Parkasaurus is a construction and management simulation video game developed and published by Washbear Studio. The player is tasked with creating a zoo for dinosaurs by designing and building exhibits. It entered Steam Early Access on September 25, 2018, and officially released on August 13, 2020. The game was also released on the Nintendo Switch on April 28, 2022. A port for Nintendo Switch 2, PlayStation 5 and Xbox Series X/S, titled Parkasaurus: Dinoluxe Edition, was released on August 5, 2026 by Infogrames.

== Gameplay ==
The standard game mode revolves around hiring employees, hatching dinosaur eggs, and catching dinosaurs if they escape. The player can use various components such as fences and plants to create exhibits for dinosaurs. All zoo buildings can be chosen from a build menu and placed within the zoo to generate income with its perks. Guests who stay longer at the location will also pay more. Among the employees, scientists can search around to find fossils, create new dinosaur eggs, and janitors clean up by taking the trash out.

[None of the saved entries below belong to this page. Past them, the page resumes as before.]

//! # preq
//!
//! Reads raw HTTP requests as JSON lines from standard input, sends them in parallel and writes
//! one JSON line per request, with the response or the error, to standard output.
use std::{path::PathBuf, process::ExitCode};

use anyhow::Context;
use clap::Parser;
use preq::{
    config::{Overrides, Settings},
    httpipe::{JsonLinesWriter, read_requests},
    logging::{Level, set_up_logging},
    runtime::{connection::Connector, executor::RequestExecutor, pipeline::Pipeline, tls::client_config},
};
use tokio::io::{BufReader, stdin, stdout};
use tracing::info;

const USAGE_DETAILS: &str = r#"Input is read from standard input in the httpipe format: one JSON object
per line. At least the "host" and "req" fields must be present. If the
"tls" field is missing, TLS (HTTPS) is used. If the "port" field is
missing, port 80 is used without TLS and port 443 with TLS.

Requests are sent in the order they arrive. With --parallel greater than
1, the order of the output lines may not match the input.

Options can also be set in a config file or with the environment variables
PREQ_TIMEOUT, PREQ_PARALLEL and PREQ_CA_FILE. Command-line flags win.

Example:
  echo '{"host":"x.com","req":"GET / HTTP/1.1\r\nHost: x.com\r\n\r\n"}' | preq"#;

#[derive(Parser, Debug)]
#[command(version, about, after_help = USAGE_DETAILS)]
struct Args {
    /// Timeout for each request, e.g. 500ms, 5s or 1m [default: 5s]
    #[clap(long, short)]
    timeout: Option<String>,

    /// Number of parallel requests [default: 1]
    #[clap(long, short)]
    parallel: Option<usize>,

    /// Configuration file with timeout, parallel and ca_file keys
    #[clap(long)]
    config: Option<PathBuf>,

    /// Additional CA certificates to trust, in PEM format
    #[clap(long)]
    ca_file: Option<PathBuf>,

    /// Most verbose level logged to standard error
    #[clap(long, default_value = "warn")]
    log_level: Level,

    /// Log as JSON lines
    #[clap(long)]
    log_json: bool,
}

#[tokio::main]
async fn main() -> ExitCode {
    match run().await {
        Ok(()) => ExitCode::SUCCESS,
        Err(error) => {
            tracing::debug!(?error);
            eprintln!("Error: {error:#}");
            ExitCode::FAILURE
        }
    }
}

async fn run() -> anyhow::Result<()> {
    let args = Args::parse();
    set_up_logging(args.log_level, args.log_json)?;

    let overrides = Overrides {
        config_file: args.config,
        timeout: args.timeout,
        parallel: args.parallel,
        ca_file: args.ca_file,
    };
    let settings = Settings::load(&overrides).context("invalid configuration")?;

    let tls = client_config(settings.ca_file.as_deref()).context("could not set up TLS")?;
    let executor = RequestExecutor::new(Connector::with_system_resolver(tls), settings.timeout);
    let pipeline = Pipeline::new(executor, settings.parallel)?;

    info!(timeout = ?settings.timeout, parallel = settings.parallel, "starting");
    let mut sink = JsonLinesWriter::new(stdout());
    let report = pipeline.run(read_requests(BufReader::new(stdin())), &mut sink).await?;
    info!(
        dispatched = report.dispatched,
        completed = report.completed,
        failed = report.failed,
        "finished"
    );
    Ok(())
}
use std::{error::Error, fmt, io};

use hickory_resolver::{
    error::{ResolveError, ResolveErrorKind},
    proto::error::ProtoErrorKind,
};

use crate::{http::response::HttpError, runtime::executor::RequestError};

/// The class of a failed request.
///
/// Every class has a numeric code for the line-record output. Some classes share a code.
#[derive(Clone, Copy, Debug, PartialEq, Eq, Hash)]
pub enum Errno {
    /// The host name does not exist or has no address records.
    DnsNotFound,
    /// The DNS lookup itself timed out.
    DnsTimeout,
    /// The server's certificate could not be verified.
    TlsVerificationFailed,
    /// Nothing listens on the target port.
    ConnectionRefused,
    /// The request could not be written.
    WriteFailed,
    /// The per-request deadline passed.
    Timeout,
    /// The response could not be read or was malformed.
    ReadFailed,
    /// Anything else.
    Unclassified,
}

impl Errno {
    /// The numeric code written to the `errno` field.
    #[must_use]
    pub const fn code(self) -> u8 {
        match self {
            Self::DnsNotFound => 10,
            Self::DnsTimeout => 11,
            Self::TlsVerificationFailed => 20,
            Self::ConnectionRefused | Self::WriteFailed => 30,
            Self::Timeout => 31,
            Self::ReadFailed | Self::Unclassified => 99,
        }
    }
}

impl fmt::Display for Errno {
    fn fmt(&self, f: &mut fmt::Formatter<'_>) -> fmt::Result {
        let name = match self {
            Self::DnsNotFound => "dns-not-found",
            Self::DnsTimeout => "dns-resolution-timeout",
            Self::TlsVerificationFailed => "tls-verification-failed",
            Self::ConnectionRefused => "connection-refused",
            Self::WriteFailed => "write-failed",
            Self::Timeout => "timeout-exceeded",
            Self::ReadFailed => "read-failed",
            Self::Unclassified => "unclassified",
        };
        write!(f, "{name}")
    }
}

/// Classifies a request error.
///
/// Deadline errors win over everything else, then DNS, refused connections and certificate
/// failures. Write and read failures come last.
#[must_use]
pub fn classify(error: &RequestError) -> Errno {
    if is_timeout(error) {
        return Errno::Timeout;
    }

    match error {
        RequestError::NoAddress(_) => Errno::DnsNotFound,
        RequestError::Resolve { source, .. } => classify_resolve(source),
        RequestError::Connect { source, .. } if source.kind() == io::ErrorKind::ConnectionRefused => {
            Errno::ConnectionRefused
        }
        RequestError::Handshake { source, .. } if is_certificate_error(source) => Errno::TlsVerificationFailed,
        RequestError::Write(_) => Errno::WriteFailed,
        RequestError::Extract(_) => Errno::ReadFailed,
        _ => Errno::Unclassified,
    }
}

fn is_timeout(error: &RequestError) -> bool {
    match error {
        RequestError::DeadlineExceeded(_) => true,
        RequestError::Connect { source, .. } | RequestError::Handshake { source, .. } | RequestError::Write(source) => {
            source.kind() == io::ErrorKind::TimedOut
        }
        RequestError::Extract(HttpError::Io(source)) => source.kind() == io::ErrorKind::TimedOut,
        _ => false,
    }
}

fn classify_resolve(error: &ResolveError) -> Errno {
    match error.kind() {
        ResolveErrorKind::NoRecordsFound { .. } => Errno::DnsNotFound,
        ResolveErrorKind::Timeout => Errno::DnsTimeout,
        ResolveErrorKind::Proto(proto) if matches!(proto.kind(), ProtoErrorKind::Timeout) => Errno::DnsTimeout,
        ResolveErrorKind::Io(source) if source.kind() == io::ErrorKind::TimedOut => Errno::DnsTimeout,
        _ => Errno::Unclassified,
    }
}

fn is_certificate_error(error: &io::Error) -> bool {
    let mut cause = error.get_ref().map(|inner| -> &(dyn Error + 'static) { inner });
    while let Some(current) = cause {
        if matches!(current.downcast_ref::<rustls::Error>(), Some(rustls::Error::InvalidCertificate(_))) {
            return true;
        }
        cause = current.source();
    }
    false
}
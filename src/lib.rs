//! # preq
//!
//! Sends raw HTTP/1.1 requests and copies exactly one response per request off the connection,
//! byte for byte.
//!
//! The crate is split into the response framer in [`http`], the connection handling and worker
//! pool in [`runtime`], and the JSON-lines record format in [`httpipe`].
/// Module containing the configuration layering
pub mod config;
/// Module containing the HTTP response framer
pub mod http;
/// Module containing the JSON-lines record format
pub mod httpipe;
/// Module containing the logging setup
pub mod logging;
/// Module containing the request and result records
pub mod model;
/// Module containing the request execution and the worker pool
pub mod runtime;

Single player mode is supported. Each dinosaur has certain diet and habitat needs, as well as privacy requirements. There are some basic biomes can be created immediately, but for others, some terrain needs be tweaked (water supplies, making it more rugged, adding trees). The game has two skill trees that will unlock new buildings, dinosaurs, and items.

==Release==
In July 2026, Washbear entered into a partnership with Atari division Infogrames to release the game on the PlayStation 5, Xbox Series X/S and Nintendo Switch 2. The game was released for the respective platforms on August 5, 2026, and includes the base game and both DLC packs.

== Reception ==

Parkasaurus received "mixed or average" reviews for Windows according to review aggregator Metacritic; the Nintendo Switch version received "generally favorable" reviews.

Aggregate score
| Aggregator | Score |
|---|---|
| Metacritic | PC: 70/100 NS: 82/100 |

Review scores
| Publication | Score |
|---|---|
| GameStar | 75/100 |
| Nintendo World Report | 8.5/10 |
| PC Games (DE) | 7/10 |

=== Awards ===
Parkasaurus has won some awards during the development including Ubisoft Indie Series National Bank Special Prize Winner 2019, Pax Online 2020 Indie Showcase Selection and The MIX Pax West Showcase Selection 2019.